Predicting constructional choice in Estonian
Jane Klavan, Maarja-Liisa Pilvik, Kristel Uiboaed
University of Tartu
A common presumption in usage-based linguistics is that the alternation between linguistic rival forms (such as the English genitive constructions) is not free but conditioned by a multitude of factors. In our presentation, we take a closer look at two near-synonymous constructions - the synthetic adessive construction (e.g. laual 'on the table') and the analytic "peal" construction (laua peal 'on the table') - expressing spatial locative function in Estonian, and identify a number of semantic and morpho-syntactic factors that influence the choice between the two constructions.

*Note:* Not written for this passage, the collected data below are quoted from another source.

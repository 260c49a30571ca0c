//! Physical channel: whole messages over a chunk device
//!
//! Writers from several threads are serialised so their chunks never
//! interleave. Reading is meant for one thread at a time (the monitor);
//! the reader lock only keeps a partially reassembled message consistent.

use crate::device::{ChunkDevice, LoopbackDevice};
use crate::error::RrrResult;
use crate::framing::{encode_chunks, Reassembler};
use crate::message::Message;
use leap_core::ktrace;

use std::sync::atomic::{AtomicU64, Ordering};
use std::sync::Mutex;

pub trait PhysicalChannel: Send + Sync {
    /// Block until one complete message has arrived
    fn read(&self) -> RrrResult<Message>;

    /// A complete message if one is available now
    fn try_read(&self) -> RrrResult<Option<Message>>;

    fn write(&self, msg: &Message) -> RrrResult<()>;
}

pub struct ChunkedChannel<D> {
    device: D,
    reader: Mutex<Reassembler>,
    writer: Mutex<()>,
    chunks_out: AtomicU64,
    chunks_in: AtomicU64,
}

impl<D: ChunkDevice> ChunkedChannel<D> {
    pub fn new(device: D) -> Self {
        Self {
            device,
            reader: Mutex::new(Reassembler::new()),
            writer: Mutex::new(()),
            chunks_out: AtomicU64::new(0),
            chunks_in: AtomicU64::new(0),
        }
    }

    pub fn device(&self) -> &D {
        &self.device
    }

    pub fn chunks_written(&self) -> u64 {
        self.chunks_out.load(Ordering::Relaxed)
    }

    pub fn chunks_read(&self) -> u64 {
        self.chunks_in.load(Ordering::Relaxed)
    }
}

impl ChunkedChannel<LoopbackDevice> {
    /// Two channels joined back to back
    pub fn loopback_pair() -> (Self, Self) {
        let (a, b) = LoopbackDevice::pair();
        (Self::new(a), Self::new(b))
    }
}

impl<D: ChunkDevice> PhysicalChannel for ChunkedChannel<D> {
    fn read(&self) -> RrrResult<Message> {
        let mut reader = self.reader.lock().unwrap();
        loop {
            let chunk = self.device.read_chunk()?;
            self.chunks_in.fetch_add(1, Ordering::Relaxed);
            if let Some(msg) = reader.push_chunk(&chunk)? {
                return Ok(msg);
            }
        }
    }

    fn try_read(&self) -> RrrResult<Option<Message>> {
        let mut reader = self.reader.lock().unwrap();
        while let Some(chunk) = self.device.try_read_chunk()? {
            self.chunks_in.fetch_add(1, Ordering::Relaxed);
            if let Some(msg) = reader.push_chunk(&chunk)? {
                return Ok(Some(msg));
            }
        }
        Ok(None)
    }

    fn write(&self, msg: &Message) -> RrrResult<()> {
        let chunks = encode_chunks(msg)?;
        let _guard = self.writer.lock().unwrap();
        for chunk in &chunks {
            self.device.write_chunk(chunk)?;
        }
        self.chunks_out.fetch_add(chunks.len() as u64, Ordering::Relaxed);
        ktrace!(
            "rrr write ch={} svc={} mth={} ({} chunks)",
            msg.channel_id, msg.service_id, msg.method_id, chunks.len()
        );
        Ok(())
    }
}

In the first systematic study on the subject (Klavan 2012) a logistic regression model with four morphosyntactic and two semantic explanatory predictors was fit to Estonian written language data, yielding a classification accuracy of 70%. In our study, we use dialectal data from the Corpus of Estonian Dialects (CED 2015) to explore how the minimal adequate model for written data performs on non-standard, spoken spontaneous language. In addition, we include the geographical dimension and the Landmark lemma as random effects and demonstrate how these factors significantly improve the fit of the model. Furthermore, we show how complementing the results of the mixed-effects logistic regression model with the results obtained with the 'tree & forest' models (e.g. Breiman 2001) helps to explain the variation in more detail and highlight significant interactions in the data.
Breiman, Leo. 2001. Random Forests. Machine Learning 45(1): 5-32.
CED. 2015. Corpus of Estonian Dialects. http://www.murre.ut.ee/mkweb
Klavan, Jane. 2012. Evidence in Linguistics: Corpus-Linguistic and Experimental Methods for Studying Grammatical Synonymy (Dissertationes Linguisticae Universitatis Tartuensis). Tartu: University of Tartu Press.